>>>

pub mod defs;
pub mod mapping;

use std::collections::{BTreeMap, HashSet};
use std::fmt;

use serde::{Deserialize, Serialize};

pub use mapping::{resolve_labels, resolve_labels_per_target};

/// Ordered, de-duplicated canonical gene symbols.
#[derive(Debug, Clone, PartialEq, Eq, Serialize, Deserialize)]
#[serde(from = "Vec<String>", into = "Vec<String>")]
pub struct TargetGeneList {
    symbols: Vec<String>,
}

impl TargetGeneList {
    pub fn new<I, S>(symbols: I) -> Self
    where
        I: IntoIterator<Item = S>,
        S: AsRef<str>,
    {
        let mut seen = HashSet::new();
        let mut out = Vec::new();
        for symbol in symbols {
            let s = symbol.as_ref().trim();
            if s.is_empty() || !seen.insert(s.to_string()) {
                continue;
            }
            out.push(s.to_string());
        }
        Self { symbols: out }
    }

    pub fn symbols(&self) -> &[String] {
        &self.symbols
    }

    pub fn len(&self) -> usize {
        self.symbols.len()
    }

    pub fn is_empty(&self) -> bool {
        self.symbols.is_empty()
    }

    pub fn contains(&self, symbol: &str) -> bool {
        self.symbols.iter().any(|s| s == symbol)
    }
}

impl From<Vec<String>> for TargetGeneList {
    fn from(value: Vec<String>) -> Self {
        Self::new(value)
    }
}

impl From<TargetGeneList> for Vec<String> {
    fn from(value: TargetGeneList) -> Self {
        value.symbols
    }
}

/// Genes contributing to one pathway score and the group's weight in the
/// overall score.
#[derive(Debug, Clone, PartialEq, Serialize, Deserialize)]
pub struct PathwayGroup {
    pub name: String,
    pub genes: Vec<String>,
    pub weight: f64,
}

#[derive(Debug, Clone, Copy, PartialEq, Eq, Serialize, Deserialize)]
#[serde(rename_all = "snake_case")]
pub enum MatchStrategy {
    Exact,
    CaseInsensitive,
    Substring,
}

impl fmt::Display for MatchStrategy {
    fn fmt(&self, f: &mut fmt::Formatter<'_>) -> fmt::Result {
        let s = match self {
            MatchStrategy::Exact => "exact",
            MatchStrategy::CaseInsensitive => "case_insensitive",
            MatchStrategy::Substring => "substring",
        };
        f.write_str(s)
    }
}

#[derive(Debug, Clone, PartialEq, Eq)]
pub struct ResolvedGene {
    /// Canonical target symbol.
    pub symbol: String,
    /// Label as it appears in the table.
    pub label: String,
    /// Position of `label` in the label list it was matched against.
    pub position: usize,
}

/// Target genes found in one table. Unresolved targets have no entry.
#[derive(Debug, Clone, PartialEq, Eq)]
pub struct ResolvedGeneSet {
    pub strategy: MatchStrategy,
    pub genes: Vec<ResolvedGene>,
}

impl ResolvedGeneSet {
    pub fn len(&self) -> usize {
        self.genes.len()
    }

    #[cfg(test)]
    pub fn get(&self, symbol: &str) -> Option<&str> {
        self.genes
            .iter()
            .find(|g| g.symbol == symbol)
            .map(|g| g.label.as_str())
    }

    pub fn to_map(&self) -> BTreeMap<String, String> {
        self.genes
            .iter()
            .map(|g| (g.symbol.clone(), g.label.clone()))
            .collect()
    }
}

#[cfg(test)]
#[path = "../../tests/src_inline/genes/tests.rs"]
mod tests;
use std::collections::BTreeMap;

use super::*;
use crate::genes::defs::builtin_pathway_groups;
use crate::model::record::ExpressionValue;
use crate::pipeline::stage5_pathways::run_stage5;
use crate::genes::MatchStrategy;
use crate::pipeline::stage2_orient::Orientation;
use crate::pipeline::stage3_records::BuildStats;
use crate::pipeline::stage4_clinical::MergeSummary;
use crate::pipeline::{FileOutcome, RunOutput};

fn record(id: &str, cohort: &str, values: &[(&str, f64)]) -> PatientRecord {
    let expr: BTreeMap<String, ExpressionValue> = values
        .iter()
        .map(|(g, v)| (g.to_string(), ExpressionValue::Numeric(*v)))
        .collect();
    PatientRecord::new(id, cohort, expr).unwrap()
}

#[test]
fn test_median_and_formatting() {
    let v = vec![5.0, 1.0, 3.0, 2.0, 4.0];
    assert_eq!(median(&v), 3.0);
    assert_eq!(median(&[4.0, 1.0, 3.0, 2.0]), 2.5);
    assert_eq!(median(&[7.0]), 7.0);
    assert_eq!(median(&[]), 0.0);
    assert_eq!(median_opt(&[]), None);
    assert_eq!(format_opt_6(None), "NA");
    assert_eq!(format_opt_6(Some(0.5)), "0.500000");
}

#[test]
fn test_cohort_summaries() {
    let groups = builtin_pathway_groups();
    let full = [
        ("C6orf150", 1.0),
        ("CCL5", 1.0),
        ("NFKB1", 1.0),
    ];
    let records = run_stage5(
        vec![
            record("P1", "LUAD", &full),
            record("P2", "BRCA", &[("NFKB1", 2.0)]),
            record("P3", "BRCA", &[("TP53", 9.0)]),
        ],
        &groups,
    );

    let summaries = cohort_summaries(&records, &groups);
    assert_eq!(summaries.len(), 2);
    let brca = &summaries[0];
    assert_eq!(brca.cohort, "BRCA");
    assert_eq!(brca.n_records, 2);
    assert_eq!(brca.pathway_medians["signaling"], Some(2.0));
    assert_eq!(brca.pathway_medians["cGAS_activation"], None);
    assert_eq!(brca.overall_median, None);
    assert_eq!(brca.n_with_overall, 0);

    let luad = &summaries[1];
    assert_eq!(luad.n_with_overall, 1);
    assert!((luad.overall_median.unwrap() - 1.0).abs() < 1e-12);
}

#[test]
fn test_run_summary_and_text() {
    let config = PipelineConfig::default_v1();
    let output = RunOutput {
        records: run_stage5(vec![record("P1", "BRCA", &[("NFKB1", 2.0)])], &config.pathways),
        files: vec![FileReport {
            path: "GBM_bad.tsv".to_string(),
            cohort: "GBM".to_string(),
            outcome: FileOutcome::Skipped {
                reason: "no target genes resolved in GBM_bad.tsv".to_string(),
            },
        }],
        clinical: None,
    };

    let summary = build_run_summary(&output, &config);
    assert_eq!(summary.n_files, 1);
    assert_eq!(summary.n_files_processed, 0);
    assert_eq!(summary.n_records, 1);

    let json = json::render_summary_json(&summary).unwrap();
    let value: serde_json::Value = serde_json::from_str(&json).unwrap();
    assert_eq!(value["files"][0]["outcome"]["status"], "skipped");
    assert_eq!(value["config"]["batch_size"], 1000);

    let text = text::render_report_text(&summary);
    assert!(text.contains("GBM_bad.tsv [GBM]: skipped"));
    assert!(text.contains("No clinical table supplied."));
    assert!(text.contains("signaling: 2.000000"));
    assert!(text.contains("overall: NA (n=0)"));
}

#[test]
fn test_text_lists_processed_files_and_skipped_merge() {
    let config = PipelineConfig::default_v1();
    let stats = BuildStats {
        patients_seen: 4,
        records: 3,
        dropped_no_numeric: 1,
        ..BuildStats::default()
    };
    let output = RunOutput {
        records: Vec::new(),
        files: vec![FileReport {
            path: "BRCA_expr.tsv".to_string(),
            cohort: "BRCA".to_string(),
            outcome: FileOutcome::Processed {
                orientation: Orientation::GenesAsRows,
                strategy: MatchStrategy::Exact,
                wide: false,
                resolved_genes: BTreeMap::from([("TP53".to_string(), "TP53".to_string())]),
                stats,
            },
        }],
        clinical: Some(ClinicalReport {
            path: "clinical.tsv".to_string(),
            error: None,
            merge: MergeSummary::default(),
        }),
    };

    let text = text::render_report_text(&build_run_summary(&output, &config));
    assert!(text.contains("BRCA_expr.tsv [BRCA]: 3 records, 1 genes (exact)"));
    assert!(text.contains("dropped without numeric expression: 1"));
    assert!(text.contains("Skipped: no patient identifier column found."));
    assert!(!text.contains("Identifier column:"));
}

<<<

| What this task involves |
Give only the number of lines in the entries that contain "CaseInsensitive".

| Response |
2